__WORK TO COMPLETE__
Give the number of lines below that contain the word "mark", and nothing else.

__DATA TO PROCESS__
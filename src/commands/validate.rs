//! Validate command implementation

use console::Style;

use super::GlobalArgs;
use super::helpers::{Context, print_json};
use crate::cli::ValidateArgs;
use crate::error::Result;
use crate::resolver::{Resolver, ValidationReport};

/// Run validate command; exits non-zero when the catalog has errors.
pub fn run(globals: &GlobalArgs, args: ValidateArgs) -> Result<()> {
    let ctx = Context::load(globals)?;
    let report = Resolver::new(&ctx.catalog).validate();

    if args.json {
        print_json(&report)?;
    } else {
        display(&report, ctx.catalog.len());
    }

    if !report.valid {
        std::process::exit(1);
    }
    Ok(())
}

fn display(report: &ValidationReport, tool_count: usize) {
    for error in &report.errors {
        println!(
            "{} {}: {}",
            Style::new().red().bold().apply_to("error"),
            error.tool,
            error.error
        );
    }
    for warning in &report.warnings {
        println!(
            "{} {}: {}",
            Style::new().yellow().bold().apply_to("warning"),
            warning.tool,
            warning.warning
        );
    }

    if report.valid {
        println!(
            "{} {} tools, {} warnings",
            Style::new().green().bold().apply_to("Catalog is valid:"),
            tool_count,
            report.warnings.len()
        );
    } else {
        println!(
            "{} {} errors",
            Style::new().red().bold().apply_to("Catalog is invalid:"),
            report.errors.len()
        );
    }
}
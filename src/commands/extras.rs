//! Extras command implementation
//!
//! Without `--add`/`--remove` this lists the tool's extras and their
//! installed state.

use console::Style;
use serde::Serialize;

use super::GlobalArgs;
use super::helpers::{Context, finish, print_json, read_credential};
use crate::backend::PackageBackend;
use crate::cli::ExtrasArgs;
use crate::error::{Result, unknown_tool};
use crate::operations::{ExtraAction, ExtraResult, ExtrasOperation};

#[derive(Serialize)]
#[serde(rename_all = "camelCase")]
struct ExtraStatus<'a> {
    id: &'a str,
    name: &'a str,
    installed: bool,
}

/// Run extras command
pub fn run(globals: &GlobalArgs, args: ExtrasArgs) -> Result<()> {
    let ctx = Context::load(globals)?;
    let tool = ctx
        .catalog
        .get(&args.tool)
        .ok_or_else(|| unknown_tool(&args.tool))?;
    let executor = ctx.executor();
    let backend = ctx.backend(&executor);

    if args.add.is_empty() && args.remove.is_empty() {
        let statuses: Vec<ExtraStatus> = tool
            .extras
            .iter()
            .map(|e| ExtraStatus {
                id: &e.id,
                name: &e.name,
                installed: backend.is_installed(&backend.effective_packages(&e.package)),
            })
            .collect();
        if args.json {
            return print_json(&statuses);
        }
        if statuses.is_empty() {
            println!("{} has no extra modules.", tool.name);
        }
        for s in &statuses {
            let mark = if s.installed {
                Style::new().green().apply_to("installed")
            } else {
                Style::new().dim().apply_to("-")
            };
            println!("  {:<20} {:<30} {}", s.id, s.name, mark);
        }
        return Ok(());
    }

    let json = args.json;
    let result = read_credential(args.password_stdin).and_then(|credential| {
        ExtrasOperation::new(&ctx.catalog, &executor, &backend).execute(
            &tool.id,
            &credential,
            &args.add,
            &args.remove,
            &mut |line: &str| tracing::trace!(output = %line.trim_end(), "extras"),
        )
    });
    finish(
        result,
        json,
        |results: &Vec<ExtraResult>| results.iter().all(|r| r.success),
        |results| display(results),
    )
}

fn display(results: &[ExtraResult]) {
    for r in results {
        let verb = match r.action {
            ExtraAction::Install => "install",
            ExtraAction::Remove => "remove",
        };
        let mark = if r.success {
            Style::new().green().apply_to("✓")
        } else {
            Style::new().red().apply_to("✗")
        };
        println!("  {mark} {verb} {}: {}", r.extra_id, r.message);
    }
}
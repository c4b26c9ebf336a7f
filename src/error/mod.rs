//! Error types and handling for devsetup
//!
//! Uses `thiserror` for error definitions and `miette` for pretty diagnostics.
//!
//! This module is organized into sub-modules by error domain:
//! - [`catalog`]: Tool catalog loading and integrity errors
//! - [`request`]: Malformed install/uninstall requests
//! - [`exec`]: Privileged command execution errors
//! - [`fs`]: File system errors
//! - [`config`]: Settings file errors
//! - [`profile`]: Saved profile errors

/// Generates `fn name(field: impl Into<String>, ..) -> DevsetupError` constructors
/// for variants whose fields are all strings.
macro_rules! impl_error_constructors {
    ({ $($variant:ident as $fn_name:ident($($field:ident),*)),* $(,)? }) => {
        $(
            pub fn $fn_name($($field: impl Into<String>),*) -> DevsetupError {
                DevsetupError::$variant { $($field: $field.into()),* }
            }
        )*
    };
}

pub(crate) use impl_error_constructors;

pub mod catalog;
pub mod config;
pub mod exec;
pub mod fs;
pub mod profile;
pub mod request;

pub use catalog::{
    duplicate_id as duplicate_tool_id, invalid as catalog_invalid,
    invalid_package as invalid_package_name, not_found as catalog_not_found,
    parse_failed as catalog_parse_failed,
};
pub use config::{invalid as config_invalid, parse_failed as config_parse_failed};
pub use exec::{package_failed as package_operation_failed, spawn_failed};
pub use fs::{io_error, read_failed as file_read_failed, write_failed as file_write_failed};
pub use profile::{invalid as profile_invalid, not_found as profile_not_found};
pub use request::{
    invalid_config_name, no_config_management, not_installed as tool_not_installed,
    unknown_extra, unknown_tool,
};

use miette::Diagnostic;
use thiserror::Error;

/// Main error type for devsetup operations
#[derive(Error, Diagnostic, Debug)]
pub enum DevsetupError {
    // Catalog errors
    #[error("Tool catalog not found: {path}")]
    #[diagnostic(
        code(devsetup::catalog::not_found),
        help("Pass --catalog <path>, set DEVSETUP_CATALOG, or set `catalog` in the settings file")
    )]
    CatalogNotFound { path: String },

    #[error("Failed to parse tool catalog: {path}: {reason}")]
    #[diagnostic(code(devsetup::catalog::parse_failed))]
    CatalogParseFailed { path: String, reason: String },

    #[error("Invalid tool catalog: {message}")]
    #[diagnostic(code(devsetup::catalog::invalid))]
    CatalogInvalid { message: String },

    #[error("Duplicate tool id in catalog: {id}")]
    #[diagnostic(
        code(devsetup::catalog::duplicate_id),
        help("Tool ids must be unique across all categories")
    )]
    DuplicateToolId { id: String },

    #[error("Tool '{tool}' declares an invalid package name: '{package}'")]
    #[diagnostic(
        code(devsetup::catalog::invalid_package),
        help("Package names may only contain letters, digits and . + : _ -")
    )]
    InvalidPackageName { tool: String, package: String },

    // Request errors
    #[error("No tools selected")]
    #[diagnostic(code(devsetup::request::empty_selection), help("Select at least one tool"))]
    EmptySelection,

    #[error("Tool '{id}' not found in catalog")]
    #[diagnostic(
        code(devsetup::request::unknown_tool),
        help("Run 'devsetup list' to see available tools")
    )]
    UnknownTool { id: String },

    #[error("Tool '{tool}' has no extra module '{extra}'")]
    #[diagnostic(code(devsetup::request::unknown_extra))]
    UnknownExtra { tool: String, extra: String },

    #[error("Tool '{id}' is not installed")]
    #[diagnostic(code(devsetup::request::not_installed))]
    ToolNotInstalled { id: String },

    #[error("Tool '{tool}' has no configuration management")]
    #[diagnostic(code(devsetup::request::no_config_management))]
    NoConfigManagement { tool: String },

    #[error("Invalid configuration name: '{name}'")]
    #[diagnostic(
        code(devsetup::request::invalid_config_name),
        help("Configuration names must not contain path separators or quotes")
    )]
    InvalidConfigName { name: String },

    // Credential errors
    #[error("Password is required for privileged operations")]
    #[diagnostic(code(devsetup::credential::missing))]
    MissingCredential,

    #[error("Invalid sudo password")]
    #[diagnostic(
        code(devsetup::credential::invalid),
        help("The password was rejected by sudo; nothing was changed")
    )]
    InvalidCredential,

    // Execution errors
    #[error("Failed to start command `{command}`: {reason}")]
    #[diagnostic(code(devsetup::exec::spawn_failed))]
    SpawnFailed { command: String, reason: String },

    #[error("Command `{command}` exited with {}", describe_exit(.exit_code))]
    #[diagnostic(code(devsetup::exec::command_failed))]
    CommandFailed {
        command: String,
        exit_code: Option<i32>,
        stdout: String,
        stderr: String,
    },

    #[error("Command `{command}` timed out after {timeout_secs}s")]
    #[diagnostic(code(devsetup::exec::timed_out))]
    CommandTimedOut { command: String, timeout_secs: u64 },

    #[error("Package operation failed for '{package}': {reason}")]
    #[diagnostic(code(devsetup::exec::package_failed))]
    PackageOperationFailed { package: String, reason: String },

    // File system errors
    #[error("Failed to read file: {path}")]
    #[diagnostic(code(devsetup::fs::read_failed))]
    FileReadFailed { path: String, reason: String },

    #[error("Failed to write file: {path}")]
    #[diagnostic(code(devsetup::fs::write_failed))]
    FileWriteFailed { path: String, reason: String },

    #[error("IO error: {message}")]
    #[diagnostic(code(devsetup::fs::io_error))]
    IoError { message: String },

    // Settings errors
    #[error("Failed to parse settings file: {path}")]
    #[diagnostic(code(devsetup::config::parse_failed))]
    ConfigParseFailed { path: String, reason: String },

    #[error("Invalid settings: {message}")]
    #[diagnostic(code(devsetup::config::invalid))]
    ConfigInvalid { message: String },

    // Profile errors
    #[error("Profile '{id}' not found")]
    #[diagnostic(
        code(devsetup::profile::not_found),
        help("Run 'devsetup profile list' to see saved profiles")
    )]
    ProfileNotFound { id: String },

    #[error("Invalid profile: {message}")]
    #[diagnostic(code(devsetup::profile::invalid))]
    ProfileInvalid { message: String },
}

#[allow(clippy::ref_option)]
fn describe_exit(exit_code: &Option<i32>) -> String {
    exit_code.map_or_else(|| "a signal".to_string(), |c| format!("code {c}"))
}

impl From<std::io::Error> for DevsetupError {
    fn from(err: std::io::Error) -> Self {
        DevsetupError::IoError {
            message: err.to_string(),
        }
    }
}

impl From<serde_yaml::Error> for DevsetupError {
    fn from(err: serde_yaml::Error) -> Self {
        DevsetupError::ConfigParseFailed {
            path: "unknown".to_string(),
            reason: err.to_string(),
        }
    }
}

impl From<serde_json::Error> for DevsetupError {
    fn from(err: serde_json::Error) -> Self {
        DevsetupError::CatalogParseFailed {
            path: "unknown".to_string(),
            reason: err.to_string(),
        }
    }
}

impl From<inquire::InquireError> for DevsetupError {
    fn from(err: inquire::InquireError) -> Self {
        DevsetupError::IoError {
            message: err.to_string(),
        }
    }
}

/// Result type alias using miette for error handling
pub type Result<T> = miette::Result<T, DevsetupError>;

#[cfg(test)]
mod tests {
    use super::*;

    macro_rules! test_error_contains {
        ($test_name:ident, $err:expr, $($contains:expr),+ $(,)?) => {
            #[test]
            fn $test_name() {
                let err = $err;
                let error_string = err.to_string();
                $(
                    assert!(error_string.contains($contains),
                        "Error message should contain '{}', got: {}",
                        $contains,
                        error_string
                    );
                )+
            }
        };
    }

    #[test]
    fn test_error_display() {
        let err = unknown_tool("nginx");
        assert_eq!(err.to_string(), "Tool 'nginx' not found in catalog");
    }

    #[test]
    fn test_error_code() {
        let err = unknown_tool("nginx");
        assert_eq!(
            err.code().map(|c| c.to_string()),
            Some("devsetup::request::unknown_tool".to_string())
        );
    }

    #[test]
    fn test_io_error_conversion() {
        let io_err = std::io::Error::new(std::io::ErrorKind::NotFound, "file not found");
        let err: DevsetupError = io_err.into();
        assert!(matches!(err, DevsetupError::IoError { .. }));
    }

    #[test]
    fn test_json_error_conversion() {
        let parse_result: std::result::Result<serde_json::Value, _> =
            serde_json::from_str("invalid json content");
        let err: DevsetupError = parse_result.unwrap_err().into();
        assert!(matches!(err, DevsetupError::CatalogParseFailed { .. }));
    }

    #[test]
    fn test_yaml_error_conversion() {
        let parse_result: std::result::Result<serde_yaml::Value, _> =
            serde_yaml::from_str("invalid: yaml: content: [unclosed");
        let err: DevsetupError = parse_result.unwrap_err().into();
        assert!(matches!(err, DevsetupError::ConfigParseFailed { .. }));
    }

    test_error_contains!(
        test_invalid_credential_error,
        DevsetupError::InvalidCredential,
        "Invalid sudo password"
    );

    test_error_contains!(
        test_empty_selection_error,
        DevsetupError::EmptySelection,
        "No tools selected"
    );

    test_error_contains!(
        test_command_failed_with_code,
        DevsetupError::CommandFailed {
            command: "apt-get install -y git".to_string(),
            exit_code: Some(100),
            stdout: String::new(),
            stderr: "E: Unable to locate package".to_string(),
        },
        "apt-get install -y git",
        "code 100"
    );

    test_error_contains!(
        test_command_failed_by_signal,
        DevsetupError::CommandFailed {
            command: "sleep 10".to_string(),
            exit_code: None,
            stdout: String::new(),
            stderr: String::new(),
        },
        "a signal"
    );

    test_error_contains!(
        test_command_timed_out,
        DevsetupError::CommandTimedOut {
            command: "apt-get update".to_string(),
            timeout_secs: 300,
        },
        "timed out after 300s"
    );

    #[test]
    fn test_catalog_constructors() {
        let err = duplicate_tool_id("git");
        assert!(matches!(err, DevsetupError::DuplicateToolId { .. }));
        assert!(err.to_string().contains("Duplicate tool id"));

        let err = invalid_package_name("evil", "git; rm -rf /");
        assert!(matches!(err, DevsetupError::InvalidPackageName { .. }));
        assert!(err.to_string().contains("evil"));

        let err = catalog_parse_failed("/etc/tools.json", "missing field `id`");
        assert!(err.to_string().contains("missing field `id`"));
    }

    #[test]
    fn test_profile_not_found() {
        let err = profile_not_found("web-stack");
        assert!(matches!(err, DevsetupError::ProfileNotFound { .. }));
        assert!(err.to_string().contains("web-stack"));
    }
}
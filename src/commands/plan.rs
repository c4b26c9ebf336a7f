//! Plan command implementation
//!
//! Resolves a selection the way install would, without a credential and
//! without touching the system.

use console::Style;
use serde::Serialize;

use super::GlobalArgs;
use super::helpers::{Context, print_json};
use crate::cli::PlanArgs;
use crate::error::Result;
use crate::resolver::{Conflict, Resolver};

#[derive(Serialize)]
#[serde(rename_all = "camelCase")]
struct Plan<'a> {
    install_order: Vec<&'a str>,
    conflicts: Vec<Conflict>,
    suggestions: Vec<&'a str>,
}

/// Run plan command
pub fn run(globals: &GlobalArgs, args: PlanArgs) -> Result<()> {
    let ctx = Context::load(globals)?;
    let resolver = Resolver::new(&ctx.catalog);
    let selected = resolver.select(&args.tools)?;
    let resolution = resolver.resolve(&selected);

    let plan = Plan {
        install_order: resolution.install_order_ids(),
        suggestions: resolver
            .suggest_additional_tools(&selected)
            .iter()
            .map(|t| t.id.as_str())
            .collect(),
        conflicts: resolution.conflicts,
    };

    if args.json {
        print_json(&plan)?;
    } else {
        display(&plan);
    }

    if !plan.conflicts.is_empty() {
        std::process::exit(1);
    }
    Ok(())
}

fn display(plan: &Plan) {
    if !plan.conflicts.is_empty() {
        println!("{}", Style::new().bold().red().apply_to("Conflicting selection:"));
        for conflict in &plan.conflicts {
            println!("  {} {}", Style::new().red().apply_to("✗"), conflict.reason);
        }
        return;
    }

    println!("{}", Style::new().bold().apply_to("Install order:"));
    for (i, id) in plan.install_order.iter().enumerate() {
        println!("  {:>2}. {}", i + 1, id);
    }
    if !plan.suggestions.is_empty() {
        println!();
        println!(
            "{} {}",
            Style::new().dim().apply_to("Pulled in as dependencies:"),
            plan.suggestions.join(", ")
        );
    }
}
use clap::Parser;

/// Arguments for the extras command
#[derive(Parser, Debug)]
#[command(after_help = "EXAMPLES:\n  \
                  List a tool's extras:\n    devsetup extras php\n\n\
                  Add and remove extras:\n    devsetup extras php --add mysql --add curl --remove gd")]
pub struct ExtrasArgs {
    /// Tool id
    pub tool: String,

    /// Extra module to install (repeatable)
    #[arg(long = "add", value_name = "EXTRA")]
    pub add: Vec<String>,

    /// Extra module to remove (repeatable)
    #[arg(long = "remove", value_name = "EXTRA")]
    pub remove: Vec<String>,

    /// Read the sudo password from the first line of stdin
    #[arg(long)]
    pub password_stdin: bool,

    /// Print JSON instead of text
    #[arg(long)]
    pub json: bool,
}
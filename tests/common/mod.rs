//! Common test utilities for devsetup integration tests

use std::path::{Path, PathBuf};

use assert_cmd::Command;
use tempfile::TempDir;

/// Two categories: web servers with a conflict pair and site management,
/// and dev tools with dependency chains.
pub const CATALOG_TEMPLATE: &str = r#"{
    "version": "1.4.0",
    "categories": [
        {
            "id": "web",
            "name": "Web servers",
            "tools": [
                {
                    "id": "nginx",
                    "name": "Nginx",
                    "package": "nginx",
                    "conflicts": ["apache"],
                    "configManagement": {
                        "type": "nginx",
                        "availablePath": "@ROOT@/sites-available",
                        "enabledPath": "@ROOT@/sites-enabled",
                        "serviceName": "nginx"
                    }
                },
                {
                    "id": "apache",
                    "name": "Apache",
                    "package": "apache2",
                    "conflicts": ["nginx"]
                }
            ]
        },
        {
            "id": "dev",
            "name": "Development",
            "tools": [
                { "id": "git", "name": "Git", "package": "git" },
                { "id": "node", "name": "Node.js", "package": ["nodejs", "npm"] },
                {
                    "id": "yarn",
                    "name": "Yarn",
                    "package": "yarnpkg",
                    "dependencies": ["node"],
                    "extras": [
                        { "id": "docs", "name": "Yarn docs", "package": "yarnpkg-doc" }
                    ]
                },
                { "id": "docker", "name": "Docker", "package": "docker.io" },
                {
                    "id": "docker-compose",
                    "name": "Docker Compose",
                    "package": "docker-compose",
                    "dependencies": ["docker"]
                }
            ]
        }
    ]
}"#;

pub const BROKEN_CATALOG: &str = r#"{
    "version": "1.0.0",
    "categories": [
        {
            "id": "dev",
            "name": "Development",
            "tools": [
                { "id": "a", "name": "A", "package": "a", "dependencies": ["b"] },
                { "id": "b", "name": "B", "package": "b", "dependencies": ["a"] },
                { "id": "c", "name": "C", "package": "c", "dependencies": ["ghost"] }
            ]
        }
    ]
}"#;

/// Accepts `hunter2`, runs `echo` probes, and logs every other command
/// instead of running it.
#[allow(dead_code)]
const FAKE_SUDO: &str = r#"#!/bin/sh
IFS= read -r pw
if [ "$pw" != "hunter2" ]; then
    echo "Sorry, try again." >&2
    exit 1
fi
while [ "$#" -gt 0 ] && [ "$1" != "--" ]; do shift; done
shift
case "$3" in
    echo*) exec "$@" ;;
esac
printf '%s\n' "$3" >> "$(dirname "$0")/sudo.log"
"#;

/// Temp directory holding a catalog, a settings file and a profiles dir
pub struct TestEnv {
    pub temp: TempDir,
}

impl TestEnv {
    pub fn new() -> Self {
        Self::with_catalog(CATALOG_TEMPLATE)
    }

    pub fn with_catalog(catalog: &str) -> Self {
        let temp = TempDir::new().expect("Failed to create temp directory");
        let root = temp.path().to_string_lossy().into_owned();
        std::fs::write(
            temp.path().join("tools.json"),
            catalog.replace("@ROOT@", &root),
        )
        .expect("Failed to write catalog");

        let env = Self { temp };
        env.write_settings("");
        env
    }

    pub fn path(&self) -> &Path {
        self.temp.path()
    }

    pub fn catalog_path(&self) -> PathBuf {
        self.path().join("tools.json")
    }

    pub fn profiles_dir(&self) -> PathBuf {
        self.path().join("profiles")
    }

    /// Write `config.yaml` with the profiles dir plus `extra` lines.
    pub fn write_settings(&self, extra: &str) {
        let settings = format!(
            "catalog: {}\nprofiles_dir: {}\n{extra}",
            self.catalog_path().display(),
            self.profiles_dir().display()
        );
        std::fs::write(self.path().join("config.yaml"), settings)
            .expect("Failed to write settings");
    }

    /// Install the fake sudo and point the settings at it.
    #[allow(dead_code)]
    #[cfg(unix)]
    pub fn use_fake_sudo(&self) {
        use std::os::unix::fs::PermissionsExt;

        let script = self.path().join("fake-sudo");
        std::fs::write(&script, FAKE_SUDO).expect("Failed to write fake sudo");
        std::fs::set_permissions(&script, std::fs::Permissions::from_mode(0o755))
            .expect("Failed to chmod fake sudo");
        self.write_settings(&format!(
            "sudo_program: {}\nprobe_timeout_secs: 10\n",
            script.display()
        ));
    }

    /// Commands the fake sudo was asked to run
    #[allow(dead_code)]
    pub fn sudo_log(&self) -> String {
        std::fs::read_to_string(self.path().join("sudo.log")).unwrap_or_default()
    }

    /// devsetup with this env's settings and nothing inherited
    pub fn cmd(&self) -> Command {
        let mut cmd = devsetup_cmd();
        cmd.env_remove("DEVSETUP_CATALOG")
            .env_remove("DEVSETUP_LOG")
            .env("DEVSETUP_CONFIG", self.path().join("config.yaml"))
            .env("HOME", self.path())
            .env("XDG_CONFIG_HOME", self.path().join("xdg"));
        cmd
    }
}

// Temporary fix for deprecated cargo_bin - will be updated when build-dir issues are resolved
#[allow(deprecated)]
pub fn devsetup_cmd() -> Command {
    Command::cargo_bin("devsetup").expect("devsetup binary")
}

__RESULT OF THIS EXERCISE__
4